Tuesday, 1 May 2018

Sister Nivedita: The Dedicated - Who gave her all to India – 50

यतो धर्म: ततो जय:


Nivedita as admirer of Indian womanhood - 3

To someone else while talking about Sri Sarada Devi she wrote, 'To me it has always appeared that she is Sri Ramakrishna's final word as to the ideal of Indian womanhood. But is se the last of an old order, or the beginning of a new? In her, one sees realized that wisdom and sweetness to which the simplest women may attain. And yet, to myself, the stateliness of her courtesy and her great open mind are almost as wonderful as her sainthood. I have never known her hesitate, in giving utterance to large and generous judgment, however new or complex might be the question put before her. Her life is one long stillness of prayer'.

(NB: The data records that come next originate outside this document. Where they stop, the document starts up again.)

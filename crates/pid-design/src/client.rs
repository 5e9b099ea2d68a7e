//! HTTP client for the generateContent endpoint.

use crate::parse::decode;
use crate::wire::{GenerateRequest, GenerateResponse, InlineData, error_message};
use crate::{DesignError, DesignService, prompt, schema};
use async_trait::async_trait;
use pid_core::design::{DesignResults, ParameterAnalysis, ProcessFlowDiagram};
use pid_core::project::ProjectData;
use serde::de::DeserializeOwned;
use serde_json::Value;
use std::time::Duration;

pub const DEFAULT_MODEL: &str = "gemini-2.5-flash-lite";
pub const DEFAULT_ENDPOINT: &str = "https://generativelanguage.googleapis.com/v1beta";
pub const DEFAULT_THINKING_BUDGET: u32 = 32_768;
/// Environment variable holding the credential.
pub const API_KEY_VAR: &str = "API_KEY";
/// Design generation with a full thinking budget can take minutes.
pub const DEFAULT_TIMEOUT: Duration = Duration::from_secs(300);

#[derive(Clone)]
pub struct ClientConfig {
    pub api_key: String,
    pub model: String,
    /// Base URL up to and including the API version.
    pub endpoint: String,
    /// `None` omits `thinkingConfig` from requests.
    pub thinking_budget: Option<u32>,
    pub timeout: Duration,
}

impl ClientConfig {
    pub fn new(api_key: impl Into<String>) -> Self {
        Self {
            api_key: api_key.into(),
            model: DEFAULT_MODEL.to_string(),
            endpoint: DEFAULT_ENDPOINT.to_string(),
            thinking_budget: Some(DEFAULT_THINKING_BUDGET),
            timeout: DEFAULT_TIMEOUT,
        }
    }

    /// Reads the credential from `API_KEY`.
    pub fn from_env() -> Result<Self, DesignError> {
        Self::with_key(std::env::var(API_KEY_VAR).ok())
    }

    /// An explicit key wins over the environment.
    pub fn with_key(key: Option<String>) -> Result<Self, DesignError> {
        key.or_else(|| std::env::var(API_KEY_VAR).ok())
            .map(|k| k.trim().to_string())
            .filter(|k| !k.is_empty())
            .map(Self::new)
            .ok_or(DesignError::MissingApiKey)
    }

    pub fn generate_url(&self) -> String {
        format!(
            "{}/models/{}:generateContent",
            self.endpoint.trim_end_matches('/'),
            self.model
        )
    }
}

impl std::fmt::Debug for ClientConfig {
    fn fmt(&self, f: &mut std::fmt::Formatter<'_>) -> std::fmt::Result {
        f.debug_struct("ClientConfig")
            .field("api_key", &"<redacted>")
            .field("model", &self.model)
            .field("endpoint", &self.endpoint)
            .field("thinking_budget", &self.thinking_budget)
            .field("timeout", &self.timeout)
            .finish()
    }
}

#[derive(Debug, Clone)]
pub struct GeminiClient {
    http: reqwest::Client,
    config: ClientConfig,
}

impl GeminiClient {
    pub fn new(config: ClientConfig) -> Result<Self, DesignError> {
        let http = reqwest::Client::builder().timeout(config.timeout).build()?;
        Ok(Self { http, config })
    }

    pub fn from_env() -> Result<Self, DesignError> {
        Self::new(ClientConfig::from_env()?)
    }

    pub fn config(&self) -> &ClientConfig {
        &self.config
    }

    pub fn request(
        &self,
        system: String,
        prompt: String,
        project: &ProjectData,
        schema: Value,
    ) -> GenerateRequest {
        GenerateRequest::new(system, prompt, project, schema, self.config.thinking_budget)
    }

    /// Post a request and return the model's answer text.
    pub async fn generate(&self, request: &GenerateRequest) -> Result<String, DesignError> {
        answer_text(&self.post(request).await?)
    }

    /// Post a request and return the raw response body of a successful call.
    async fn post(&self, request: &GenerateRequest) -> Result<String, DesignError> {
        log::debug!(
            "POST {} ({} parts)",
            self.config.generate_url(),
            request.contents.iter().map(|c| c.parts.len()).sum::<usize>()
        );
        let response = self
            .http
            .post(self.config.generate_url())
            .query(&[("key", self.config.api_key.as_str())])
            .json(request)
            .send()
            .await?;

        let status = response.status();
        let body = response.text().await?;
        if !status.is_success() {
            let message = error_message(&body);
            log::warn!("design service returned {status}: {message}");
            return Err(DesignError::Status {
                status: status.as_u16(),
                message,
            });
        }
        Ok(body)
    }

    async fn call<T: DeserializeOwned>(
        &self,
        request: GenerateRequest,
        context: &'static str,
    ) -> Result<T, DesignError> {
        let text = self.generate(&request).await?;
        decode(&text, context)
    }
}

fn envelope(body: &str) -> Result<GenerateResponse, DesignError> {
    serde_json::from_str(body).map_err(|source| DesignError::InvalidJson {
        context: "response envelope",
        source,
    })
}

/// The answer text in a generateContent response body.
pub fn answer_text(body: &str) -> Result<String, DesignError> {
    let response = envelope(body)?;
    match response.text() {
        Some(text) => Ok(text),
        None => {
            if let Some(reason) = response.block_reason() {
                log::warn!("prompt blocked: {reason}");
            } else if let Some(reason) = response
                .candidates
                .first()
                .and_then(|c| c.finish_reason.as_deref())
            {
                log::warn!("no answer text, finish reason {reason}");
            }
            Err(DesignError::EmptyResponse)
        }
    }
}

/// The first image in a generateContent response body.
pub fn answer_image(body: &str) -> Result<InlineData, DesignError> {
    let response = envelope(body)?;
    match response.image() {
        Some(image) if !image.data.trim().is_empty() => Ok(image.clone()),
        _ => {
            if let Some(reason) = response.block_reason() {
                log::warn!("image edit blocked: {reason}");
            }
            Err(DesignError::NoImage)
        }
    }
}

#[async_trait]
impl DesignService for GeminiClient {
    async fn analyze_instructions(
        &self,
        project: &ProjectData,
    ) -> Result<ParameterAnalysis, DesignError> {
        let request = self.request(
            prompt::ANALYSIS_SYSTEM_INSTRUCTION.to_string(),
            prompt::analysis_prompt(project),
            project,
            schema::analysis_schema(project.project_type),
        );
        self.call(request, "instruction analysis").await
    }

    async fn generate_design(&self, project: &ProjectData) -> Result<DesignResults, DesignError> {
        let today = chrono::Local::now().date_naive();
        let request = self.request(
            prompt::design_system_instruction(project),
            prompt::design_prompt(project, today),
            project,
            schema::design_schema(),
        );
        let results: DesignResults = self.call(request, "design").await?;
        let missing = results.missing_sections();
        if !missing.is_empty() {
            log::warn!("design came back without {}", missing.join(", "));
        }
        Ok(results)
    }

    async fn regenerate_diagram(
        &self,
        project: &ProjectData,
    ) -> Result<ProcessFlowDiagram, DesignError> {
        let request = self.request(
            prompt::DIAGRAM_SYSTEM_INSTRUCTION.to_string(),
            prompt::diagram_prompt(project),
            project,
            schema::diagram_schema(),
        );
        self.call(request, "diagram").await
    }

    async fn edit_image(
        &self,
        image_base64: &str,
        mime_type: &str,
        prompt: &str,
    ) -> Result<String, DesignError> {
        let source = InlineData {
            mime_type: mime_type.to_string(),
            data: image_base64.to_string(),
        };
        let request = GenerateRequest::image_edit(source, prompt);
        let image = answer_image(&self.post(&request).await?)?;
        log::debug!("edited image: {} ({} base64 bytes)", image.mime_type, image.data.len());
        Ok(image.data)
    }
}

Sister Nivedita was so charmed by the womanhood of India among whom she lived in the lanes of Calcutta that her description about them are the best tribute. She called India as the "land of women" and always addressed them as "our women". She praised the purity and faithfulness of the Indian wife and the utter selflessness and loving nature of the Indian mother.

Nivedita said, "But still-where-why-is this humanising process the essential life of India, more than of other countries? What differentiates the Indian training from others? I find one answer, which outweighs all others in my estimate. It is this. The special greatness of Indian life and character depends more than on any other feature, on the place that is given to Woman in the social scheme.

They say that Indian women are ignorant and oppressed. To all who make this statement we may answer that Indian women are certainly not oppressed. The crimes of ill-treating women is at once less common and less brutal in form here than in younger countries. And the happiness, the social importance, and may I say, the lofty character of Indian women are amongst the grandest possessions of the national life'.

Nivedita was invited to speak to women at ….. but she could not go so she wrote a letter to them , "It was his (Swami Vivekananda's)conviction that the future of India depended even more on Indian women than on Indian men. And his faith in us all was immense.

The quiet, silent lives of women, living in their homes like Tapaswinis, proud only to be faithful, ambitious only to be perfect, have done more to preserve the Dharma and cause it to flourish, than, any battles that have been fought outside.
 
To be continued...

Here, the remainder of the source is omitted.